Pansy knew she had to do something Great. Or something Wonderful. Or Different. After the war had ended and she went back to Hogwarts, she knew she had to make up for what had happened. Show that she was really sorry. That was when she started her great Plan. Her Plan also involved her becoming something Great.

She couldn't wait to be exalted, exalted as the reformed-ex-wanna-be-death-eater that she was seen as now. This plan, her Plan, had consumed her like a wildfire, eating, burning, wanting everything in it's path. She destroyed homes, and lives in the path to get what she wanted.

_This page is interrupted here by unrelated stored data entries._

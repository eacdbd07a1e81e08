// SPDX-License-Identifier: MIT OR Apache-2.0
//! Fuzz plan construction across platforms and layout shapes.
//!
//! Planning is pure, so arbitrary argv can be driven through every
//! layout without touching the filesystem. Verifies:
//! 1. build() never panics and errors only with the two planning codes.
//! 2. A direct invocation always carries a non-empty argv.
//! 3. A script invocation is a well-formed activation wrapper.
//! 4. The plan view serializes.
#![no_main]
use libfuzzer_sys::fuzz_target;
use runlet_core::{CommandSpec, ErrorCode, Platform};
use runlet_env::{CondaLayout, ResolvedEnv};
use runlet_exec::{join_cmdline, Invocation, PlanBuilder, TempScriptPolicy};
use std::path::PathBuf;

fn layouts() -> [CondaLayout; 4] {
    let posix_root = PathBuf::from("/opt/miniconda3");
    let win_root = PathBuf::from(r"C:\Miniconda3");
    [
        CondaLayout::empty(),
        CondaLayout {
            exe: Some(posix_root.join("bin").join("conda")),
            root: Some(posix_root),
            ..CondaLayout::default()
        },
        CondaLayout {
            exe: Some(win_root.join("condabin").join("conda.bat")),
            root: Some(win_root.clone()),
            scripts_dir: Some(win_root.join("Scripts")),
            condabin_dir: Some(win_root.join("condabin")),
            library_bin_dir: Some(win_root.join("Library").join("bin")),
            activate_script: Some(win_root.join("condabin").join("activate.bat")),
        },
        // Windows install with no activate.bat: manager commands fall
        // back to a direct cmd.exe dispatch.
        CondaLayout {
            exe: Some(r"C:\Conda\condabin\conda.bat".into()),
            root: Some(r"C:\Conda".into()),
            ..CondaLayout::default()
        },
    ]
}

fn env() -> ResolvedEnv {
    [("PATH", "/usr/bin"), ("PYTHONUTF8", "1")]
        .into_iter()
        .map(|(k, v)| (k.to_string(), v.to_string()))
        .collect()
}

fuzz_target!(|input: (Vec<String>, bool, bool)| {
    let (argv, as_line, system_temp) = input;

    let spec = if as_line {
        CommandSpec::line(argv.join(" "))
    } else {
        CommandSpec::argv(argv.clone())
    };

    let policy = if system_temp {
        TempScriptPolicy::SystemTemp
    } else {
        TempScriptPolicy::Colocated
    };

    for platform in [Platform::Posix, Platform::Windows] {
        let builder = PlanBuilder::new(platform).script_policy(policy);
        for layout in layouts() {
            match builder.build(&spec, &layout, env()) {
                Ok(plan) => {
                    // --- Property 1: rendering is total ---
                    let _ = plan.display_line();

                    match &plan.invocation {
                        // --- Property 2: direct argv is never empty ---
                        Invocation::Direct { argv } => {
                            assert!(!argv.is_empty(), "planned argv must not be empty");
                        }
                        // --- Property 3: scripts are activation wrappers ---
                        Invocation::Script { body } => {
                            assert!(body.starts_with("@echo off\r\n"));
                            assert!(body.ends_with("EXIT /B %ERRORLEVEL%\r\n"));
                            assert!(plan.via_shell());
                        }
                    }
                    assert_eq!(plan.script_policy, policy);

                    // --- Property 4: the inspection view serializes ---
                    serde_json::to_string(&plan.view()).expect("plan view must serialize");
                }
                Err(err) => {
                    assert!(
                        matches!(
                            err.code,
                            ErrorCode::InvalidCommand | ErrorCode::ManagerNotFound
                        ),
                        "unexpected planning code: {}",
                        err.code
                    );
                }
            }
        }
    }

    // --- Property 5: cmdline joining is total ---
    let joined = join_cmdline(&argv);
    let plain = argv
        .iter()
        .all(|a| !a.is_empty() && !a.contains([' ', '\t', '"', '\\']));
    if plain {
        assert_eq!(joined, argv.join(" "));
    }
});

She had some illusion of what the world after would be, once she put this plan into affect. But now things weren't going according to the Plan, and they weren't going fast or smooth or nicely enough.

And now she was alone, without even success or the Plan to keep her company. So instead she started working on destroying one of the only things she had left; herself. Every morning she woke up, and put together her pieces. Put on her smile, practiced her Gryffindor sneer. Everyday she got up and went for a run around Hogwarts grounds. Round and round the lake, five miles.

Then she went to the library for research and work on her plan; skipped breakfast. Classes all day, then nap time for lunch because not eating all day and exercising and waking up early exhausted her. After her nap she would have a piece of celery, or a carrot, and go to her afternoon classes. She soon learned that without that carrot or celery she would pass out about two-thirds of the way through Defense Against the Dark Arts (which was bullshit anyway) or half way through her double Potions class.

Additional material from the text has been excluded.